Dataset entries
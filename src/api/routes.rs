//! Router configuration for the API.
//!
//! Route groups are registered through `OpenApiRouter` so the OpenAPI
//! document is assembled from the handler annotations.

use axum::{Router, middleware};
use tower_http::compression::CompressionLayer;
use tower_http::cors::CorsLayer;
use utoipa::OpenApi;
use utoipa_axum::router::OpenApiRouter;
use utoipa_swagger_ui::SwaggerUi;

use crate::api::doc::ApiDoc;
use crate::api::handlers;
use crate::api::middleware::{global_error_handler, logging_middleware, request_id_middleware};
use crate::state::AppState;

/// Creates the main application router with all routes and middleware.
///
/// # Middleware Order
/// Layers run outermost first:
/// 1. Request ID - generates or propagates the request ID
/// 2. Logging - logs the request with its ID
/// 3. Error handler - reshapes non-JSON error responses
/// 4. Compression and CORS
///
/// # Routes
/// - `/api/health` - Health probes
/// - `/api/auth` - Sign-up, sign-in, tokens and OAuth
/// - `/api/me` - Current user
/// - `/api/users` - Public user lookups
/// - `/swagger-ui` - API explorer over `/api-docs/openapi.json`
pub fn create_router(state: AppState) -> Router {
    let api_routes = OpenApiRouter::new()
        .merge(handlers::health::health_routes())
        .nest("/auth", handlers::auth::auth_routes(&state))
        .nest("/me", handlers::me::me_routes(&state))
        .nest("/users", handlers::users::user_routes());

    let (router, openapi) = OpenApiRouter::with_openapi(ApiDoc::openapi())
        .nest("/api", api_routes)
        .split_for_parts();

    router
        .merge(SwaggerUi::new("/swagger-ui").url("/api-docs/openapi.json", openapi))
        .layer(CorsLayer::permissive())
        .layer(CompressionLayer::new())
        .layer(middleware::from_fn(global_error_handler))
        .layer(middleware::from_fn(logging_middleware))
        .layer(middleware::from_fn(request_id_middleware))
        .with_state(state)
}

* _WHAT IS NEEDED_
Every line above carrying the word "auth" needs to be shown.

* _ANSWER FOR THE TASK_
/// - `/api/auth` - Sign-up, sign-in, tokens and OAuth
        .nest("/auth", handlers::auth::auth_routes(&state))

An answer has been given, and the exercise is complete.